The documents were initially anonymously sourced, but later found to have been obtained by climate scientist Peter Gleick. The documents included a fundraising plan, board of directors meeting minutes, and the organization's 2012 budget. The documents were analyzed by major media, including The New York Times, The Guardian, United Press International and the Associated Press. Donors to the institute included the Charles G. Koch Charitable Foundation, Microsoft, General Motors, Comcast, Reynolds American, Philip Morris, Amgen, Bayer, GlaxoSmithKline, Pfizer and Eli Lilly, liquor companies, and an anonymous donor who had given $13 million over the past five years.

The documents contained details of payments to support climate change deniers and their programs, namely the founder of the Center for the Study of Carbon Dioxide and Global Change, Craig Idso ($11,600 per month), physicist Fred Singer ($5,000 plus expenses per month), geologist Robert M. Carter ($1,667 per month) and $90,000 to blogger and former meteorologist Anthony Watts. The documents also revealed the institute's plan to develop curriculum materials to be provided to teachers in the United States to promote climate skepticism, plans confirmed by the Associated Press. The documents also disclosed Heartland's $612,000 plan to support Wisconsin Act 10 and to influence the Wisconsin's recall elections called "Operation Angry Badger." Carter and Watts confirmed receiving payments.

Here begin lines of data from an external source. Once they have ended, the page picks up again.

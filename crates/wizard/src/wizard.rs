//! # Booking Wizard
//!
//! Four steps, one owner:
//!
//! ```text
//! Calendar --select_date--> TimeSlots --select_slot--> ContactInfo --submit--> Success
//!    ^                          |                          |
//!    +-------- back ------------+                          |
//!                               ^-------- back ------------+
//! ```
//!
//! Every transition takes `&mut self`, so resolver calls are awaited one at a
//! time in the order read, read, write. A failed read degrades to an empty
//! result after the retry policy gives up; a failed reservation write keeps
//! the visitor on the contact step with an inline message.

use std::collections::BTreeSet;

use chrono::{Local, NaiveDate, NaiveTime};
use chrono_tz::Tz;
use coachdesk_core::{
    calendar::{self, MonthKey},
    errors::BookingError,
    models::booking::{BookingType, Consultation, TimeSlot},
    service::SchedulingService,
    timezone::{self, UsaTimezone},
};
use tracing::{debug, info, warn};

use crate::{cache::MonthCache, form::ContactForm, retry::RetryPolicy};

pub const SLOTS_UNAVAILABLE: &str =
    "We couldn't load the available times for this day. Please try again or pick another day.";
pub const SELECT_SLOT_FIRST: &str = "Please select a date and time slot";
pub const BOOKING_FAILED: &str = "Failed to create booking. Please try again.";

#[derive(Debug, Clone, Copy, PartialEq, Eq)]
pub enum Step {
    Calendar,
    TimeSlots,
    ContactInfo,
    Success,
}

/// What the success screen shows.
#[derive(Debug, Clone, PartialEq, Eq)]
pub struct Confirmation {
    pub booking_id: String,
    /// `None` when the intake record could not be stored.
    pub client_id: Option<String>,
    pub date: NaiveDate,
    pub slot: TimeSlot,
    /// Slot range as the visitor's clock shows it.
    pub local_time: String,
    pub timezone: String,
}

pub struct BookingWizard<S> {
    service: S,
    retry: RetryPolicy,
    cache: MonthCache,
    /// Fixed reference day; `None` follows the host clock.
    today: Option<NaiveDate>,
    timezone: Tz,
    month: MonthKey,
    step: Step,
    selected_date: Option<NaiveDate>,
    slots: Vec<TimeSlot>,
    selected_slot: Option<TimeSlot>,
    notice: Option<String>,
    form_error: Option<String>,
    confirmation: Option<Confirmation>,
}

/// The detected host zone, else Eastern.
pub fn default_timezone() -> Tz {
    default_timezone_from(timezone::detect_timezone())
}

/// The detected zone is used unchanged for conversions; only the picker
/// label goes through the normalization table.
pub fn default_timezone_from(detected: Option<Tz>) -> Tz {
    detected.unwrap_or(UsaTimezone::Est.tz())
}

impl<S: SchedulingService> BookingWizard<S> {
    pub fn new(service: S, retry: RetryPolicy) -> Self {
        Self::build(service, retry, None)
    }

    /// A wizard whose notion of "today" is fixed, for past-date checks.
    pub fn with_today(service: S, retry: RetryPolicy, today: NaiveDate) -> Self {
        Self::build(service, retry, Some(today))
    }

    fn build(service: S, retry: RetryPolicy, today: Option<NaiveDate>) -> Self {
        let month = MonthKey::of(today.unwrap_or_else(|| Local::now().date_naive()));
        Self {
            service,
            retry,
            cache: MonthCache::new(),
            today,
            timezone: default_timezone(),
            month,
            step: Step::Calendar,
            selected_date: None,
            slots: Vec::new(),
            selected_slot: None,
            notice: None,
            form_error: None,
            confirmation: None,
        }
    }

    /// The reference day for past-date checks, read on every call.
    pub fn today(&self) -> NaiveDate {
        self.today.unwrap_or_else(|| Local::now().date_naive())
    }

    pub fn step(&self) -> Step {
        self.step
    }

    pub fn month(&self) -> MonthKey {
        self.month
    }

    pub fn selected_date(&self) -> Option<NaiveDate> {
        self.selected_date
    }

    pub fn selected_slot(&self) -> Option<TimeSlot> {
        self.selected_slot
    }

    pub fn slots(&self) -> &[TimeSlot] {
        &self.slots
    }

    pub fn notice(&self) -> Option<&str> {
        self.notice.as_deref()
    }

    pub fn form_error(&self) -> Option<&str> {
        self.form_error.as_deref()
    }

    pub fn confirmation(&self) -> Option<&Confirmation> {
        self.confirmation.as_ref()
    }

    pub fn timezone(&self) -> Tz {
        self.timezone
    }

    /// Which of the four picker zones the visitor's clock matches, if any.
    pub fn picker_zone(&self) -> Option<UsaTimezone> {
        timezone::normalize(self.timezone.name())
    }

    pub fn timezone_label(&self) -> String {
        match self.picker_zone() {
            Some(zone) => zone.friendly_name().to_string(),
            None => timezone::friendly_name(self.timezone.name()),
        }
    }

    pub fn cache(&self) -> &MonthCache {
        &self.cache
    }

    pub fn service(&self) -> &S {
        &self.service
    }

    /// Accepts `"PST"` style abbreviations or IANA ids. Unknown names are
    /// ignored and leave the current zone in place.
    pub fn set_timezone(&mut self, name: &str) -> bool {
        match timezone::resolve(name) {
            Some(tz) => {
                debug!(timezone = tz.name(), "Visitor timezone changed");
                self.timezone = tz;
                true
            }
            None => false,
        }
    }

    /// Sunday-first grid of the month being viewed.
    pub fn calendar_days(&self) -> Vec<Option<NaiveDate>> {
        calendar::days_in_month(self.month.year, self.month.month).unwrap_or_default()
    }

    /// Whether the calendar should let `date` be clicked.
    pub fn is_selectable(&self, date: NaiveDate) -> bool {
        calendar::is_weekday(date)
            && !calendar::is_past_date_on(date, self.today())
            && !self.cache.is_fully_booked(date)
    }

    /// Shows `month`, loading its fully booked days unless already cached.
    ///
    /// A load that keeps failing yields an empty set and is not cached.
    pub async fn view_month(&mut self, month: MonthKey) -> BTreeSet<NaiveDate> {
        self.month = month;

        if let Some(dates) = self.cache.get(month) {
            return dates.clone();
        }

        let service = &self.service;
        let result = self
            .retry
            .run("fully_booked_dates", move || {
                service.fully_booked_dates(month.year, month.month)
            })
            .await;

        match result {
            Ok(dates) => {
                self.cache.insert(month, dates.clone());
                dates
            }
            Err(err) => {
                warn!(%month, "Showing month without booked-day markers: {}", err);
                BTreeSet::new()
            }
        }
    }

    pub async fn next_month(&mut self) -> BTreeSet<NaiveDate> {
        self.view_month(self.month.next()).await
    }

    pub async fn previous_month(&mut self) -> BTreeSet<NaiveDate> {
        self.view_month(self.month.previous()).await
    }

    /// Moves to the time slot step and loads the day's slots.
    ///
    /// Weekends, past days, fully booked days, or any call outside the
    /// calendar step are ignored and return `false`.
    pub async fn select_date(&mut self, date: NaiveDate) -> bool {
        if self.step != Step::Calendar || !self.is_selectable(date) {
            debug!(%date, step = ?self.step, "Date selection ignored");
            return false;
        }

        self.selected_date = Some(date);
        self.selected_slot = None;
        self.slots.clear();
        self.notice = None;
        self.step = Step::TimeSlots;

        let service = &self.service;
        let result = self
            .retry
            .run("available_slots", move || service.available_slots(date))
            .await;

        match result {
            Ok(slots) => self.slots = slots,
            Err(err) => {
                warn!(%date, "No time slots after retries: {}", err);
                self.notice = Some(SLOTS_UNAVAILABLE.to_string());
            }
        }
        true
    }

    /// Picks an open slot of the current list by its start time.
    pub fn select_slot(&mut self, start: NaiveTime) -> bool {
        if self.step != Step::TimeSlots {
            return false;
        }

        let Some(slot) = self
            .slots
            .iter()
            .find(|slot| slot.start == start && slot.available)
            .copied()
        else {
            return false;
        };

        self.selected_slot = Some(slot);
        self.form_error = None;
        self.step = Step::ContactInfo;
        true
    }

    pub fn back(&mut self) -> bool {
        match self.step {
            Step::TimeSlots => {
                self.step = Step::Calendar;
                self.selected_slot = None;
                true
            }
            Step::ContactInfo => {
                self.step = Step::TimeSlots;
                self.form_error = None;
                true
            }
            Step::Calendar | Step::Success => false,
        }
    }

    /// `"9:00 AM - 10:00 AM"` on the visitor's clock.
    pub fn slot_label(&self, date: NaiveDate, slot: &TimeSlot) -> String {
        let local = |time: NaiveTime| {
            timezone::convert_from_business(date, time, self.timezone).unwrap_or(time)
        };
        format!(
            "{} - {}",
            timezone::format_for_display(local(slot.start)),
            timezone::format_for_display(local(slot.end))
        )
    }

    /// Labels for every slot of the selected day.
    pub fn slot_labels(&self) -> Vec<(TimeSlot, String)> {
        let Some(date) = self.selected_date else {
            return Vec::new();
        };
        self.slots
            .iter()
            .map(|slot| (*slot, self.slot_label(date, slot)))
            .collect()
    }

    /// Validates the form, writes the reservation, then the linked client
    /// profile. Returns whether the wizard reached the success step.
    pub async fn submit(&mut self, form: &ContactForm) -> bool {
        if self.step != Step::ContactInfo {
            return false;
        }
        self.form_error = None;

        let (Some(date), Some(slot)) = (self.selected_date, self.selected_slot) else {
            self.form_error = Some(SELECT_SLOT_FIRST.to_string());
            return false;
        };

        if let Err(err) = form.validate() {
            self.form_error = Some(err.public_message());
            return false;
        }

        let local_time = self.slot_label(date, &slot);
        let consultation = Consultation {
            first_name: form.first_name.trim().to_string(),
            last_name: form.last_name.trim().to_string(),
            email: form.email.trim().to_string(),
            booking_type: BookingType::Free,
            date_booked: date,
            time_slot_start: slot.start,
            time_slot_end: slot.end,
            user_timezone: Some(self.timezone.name().to_string()),
            user_local_time: Some(local_time.clone()),
        };

        let booking = match self.service.create_reservation(&consultation).await {
            Ok(booking) => booking,
            Err(err) => {
                warn!(%date, "Reservation failed: {}", err);
                self.form_error = Some(match err {
                    BookingError::Validation(message) => message,
                    _ => BOOKING_FAILED.to_string(),
                });
                return false;
            }
        };
        info!(id = %booking.id, %date, "Reservation confirmed");

        let client_id = match form.to_profile(Some(booking.id.clone())) {
            Ok(profile) => match self.service.create_client(&profile).await {
                Ok(created) => Some(created.id),
                Err(err) => {
                    warn!(booking = %booking.id, "Client profile not stored: {}", err);
                    None
                }
            },
            Err(err) => {
                warn!(booking = %booking.id, "Client profile rejected: {}", err);
                None
            }
        };

        self.cache.invalidate(MonthKey::of(date));
        self.confirmation = Some(Confirmation {
            booking_id: booking.id,
            client_id,
            date,
            slot,
            local_time,
            timezone: self.timezone_label(),
        });
        self.step = Step::Success;
        true
    }

    /// Back to an empty calendar. The month cache and timezone are kept.
    pub fn close(&mut self) {
        self.step = Step::Calendar;
        self.selected_date = None;
        self.selected_slot = None;
        self.slots.clear();
        self.notice = None;
        self.form_error = None;
        self.confirmation = None;
    }
}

Microsoft said its donation had taken the form of gratis software licenses, which it was issuing to all nonprofits, and Glaxo said their donation was for "a healthcare initiative" and they did not support Heartland's views on climate change. Several environmental organizations called on General Motors and Microsoft to sever their ties with Heartland. Climate scientists called on Heartland to "recognise how its attacks on science and scientists have poisoned the debate about climate change policy."

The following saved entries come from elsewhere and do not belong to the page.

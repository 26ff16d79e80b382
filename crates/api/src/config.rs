//! # API Configuration Module
//!
//! Loads server and record store settings from environment variables.
//!
//! ## Environment Variables
//!
//! - `API_HOST`: host address to bind (default: "0.0.0.0")
//! - `API_PORT`: port to listen on (default: 3000)
//! - `LOG_LEVEL`: logging level (default: "info")
//! - `API_CORS_ORIGINS`: comma-separated list of allowed CORS origins
//! - `API_REQUEST_TIMEOUT_SECONDS`: per-request timeout (default: 30)
//! - `STORE_BACKEND`: `airtable` (default) or `memory`
//! - `AIRTABLE_API_TOKEN`, `AIRTABLE_BASE_ID`: required for the Airtable backend
//! - `AIRTABLE_API_URL`: API root (default: `https://api.airtable.com/v0`)
//! - `AIRTABLE_BOOKED_TABLE`, `AIRTABLE_CLIENTS_TABLE`,
//!   `AIRTABLE_CONTACTS_TABLE`, `AIRTABLE_TESTIMONIALS_TABLE`: table names
//! - `AIRTABLE_SLOTS_TABLE`: optional per-slot table
//! - `BOOKING_SCHEMA`: `instant` (default) or `fields`

use std::{env, time::Duration};

use coachdesk_store::{
    AirtableConfig, BookingSchema, StoreBackend, Tables, airtable::DEFAULT_API_URL,
};
use eyre::{Result, WrapErr, eyre};
use tracing::Level;

/// Configuration for the CoachDesk API server
#[derive(Debug, Clone)]
pub struct ApiConfig {
    /// Host address for the API server (e.g., "127.0.0.1", "0.0.0.0")
    pub host: String,

    /// Port for the API server to listen on
    pub port: u16,

    /// Log level for the application
    pub log_level: Level,

    /// CORS allowed origins (optional)
    pub cors_origins: Option<Vec<String>>,

    /// Request timeout in seconds
    pub request_timeout: u64,

    /// Which record store to talk to
    pub store_backend: StoreBackend,

    pub tables: Tables,

    pub booking_schema: BookingSchema,
}

impl ApiConfig {
    /// Creates a new ApiConfig from environment variables
    ///
    /// # Errors
    ///
    /// Fails if:
    /// - `API_PORT` cannot be parsed as a u16
    /// - the Airtable backend is selected without a token or base id
    /// - `STORE_BACKEND` or `BOOKING_SCHEMA` hold an unknown value
    pub fn from_env() -> Result<Self> {
        Self::from_lookup(|key| env::var(key).ok())
    }

    /// Same as [`ApiConfig::from_env`], reading values through `lookup`.
    pub fn from_lookup<F>(lookup: F) -> Result<Self>
    where
        F: Fn(&str) -> Option<String>,
    {
        let var = |key: &str| lookup(key).map(|v| v.trim().to_string()).filter(|v| !v.is_empty());

        // Network settings
        let host = var("API_HOST").unwrap_or_else(|| "0.0.0.0".to_string());
        let port = var("API_PORT")
            .unwrap_or_else(|| "3000".to_string())
            .parse()
            .wrap_err("Invalid API_PORT value")?;

        // Logging settings
        let log_level = match var("LOG_LEVEL").unwrap_or_else(|| "info".to_string()).as_str() {
            "trace" => Level::TRACE,
            "debug" => Level::DEBUG,
            "info" => Level::INFO,
            "warn" => Level::WARN,
            "error" => Level::ERROR,
            _ => Level::INFO,
        };

        // CORS settings
        let cors_origins = var("API_CORS_ORIGINS").map(|origins| {
            origins
                .split(',')
                .map(|s| s.trim().to_string())
                .filter(|s| !s.is_empty())
                .collect()
        });

        // Performance settings
        let request_timeout = var("API_REQUEST_TIMEOUT_SECONDS")
            .and_then(|v| v.parse().ok())
            .unwrap_or(30);

        // Record store settings
        let store_backend = match var("STORE_BACKEND").as_deref().unwrap_or("airtable") {
            "memory" => StoreBackend::Memory,
            "airtable" => StoreBackend::Airtable(AirtableConfig {
                api_url: var("AIRTABLE_API_URL").unwrap_or_else(|| DEFAULT_API_URL.to_string()),
                api_token: var("AIRTABLE_API_TOKEN")
                    .ok_or_else(|| eyre!("AIRTABLE_API_TOKEN environment variable must be set"))?,
                base_id: var("AIRTABLE_BASE_ID")
                    .ok_or_else(|| eyre!("AIRTABLE_BASE_ID environment variable must be set"))?,
                timeout: Duration::from_secs(request_timeout),
            }),
            other => return Err(eyre!("Unknown STORE_BACKEND value: {}", other)),
        };

        let defaults = Tables::default();
        let tables = Tables {
            booked: var("AIRTABLE_BOOKED_TABLE").unwrap_or(defaults.booked),
            clients: var("AIRTABLE_CLIENTS_TABLE").unwrap_or(defaults.clients),
            contacts: var("AIRTABLE_CONTACTS_TABLE").unwrap_or(defaults.contacts),
            testimonials: var("AIRTABLE_TESTIMONIALS_TABLE").unwrap_or(defaults.testimonials),
            slots: var("AIRTABLE_SLOTS_TABLE"),
        };

        let booking_schema = match var("BOOKING_SCHEMA") {
            Some(value) => value.parse().map_err(|e: String| eyre!(e))?,
            None => BookingSchema::default(),
        };

        Ok(Self {
            host,
            port,
            log_level,
            cors_origins,
            request_timeout,
            store_backend,
            tables,
            booking_schema,
        })
    }

    /// Returns the server address as a string
    pub fn server_addr(&self) -> String {
        format!("{}:{}", self.host, self.port)
    }
}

Gleick described his actions in obtaining the documents as "a serious lapse of my own and professional judgment and ethics" and said that he "deeply regret[ted his] own actions in this case". He stated that "My judgment was blinded by my frustration with the ongoing efforts—often anonymous, well-funded, and coordinated—to attack climate science and scientists and prevent this debate, and by the lack of transparency of the organizations involved." On February 24, he wrote to the board of the Pacific Institute requesting a "temporary short-term leave of absence" from the institute. The board of directors stated it was "deeply concerned regarding recent events" involving Gleick and the Heartland documents, and appointed a new Acting Executive Director on February 27. Gleick was later reinstated to the Pacific Institute after an investigation found Gleick did not forge any documents, and he apologized for using deception to acquire the documents.

==Publications==
- Books
- Bast, Joseph L. (2006). "Please Don't Poop in My Salad"
- Bast, Joseph L. (2010). "The Patriot's Toolbox: Eighty Principles for Restoring Our Freedom and Prosperity"
- Idso, Craig Douglas (2009). "Climate change reconsidered: 2009 report of the Nongovernmental International Panel on Climate Change"
- Singer, S. Fred (2008). "Nature, not human activity, rules the climate"
- Watts, Anthony (2009). "Is the US surface temperature record reliable?"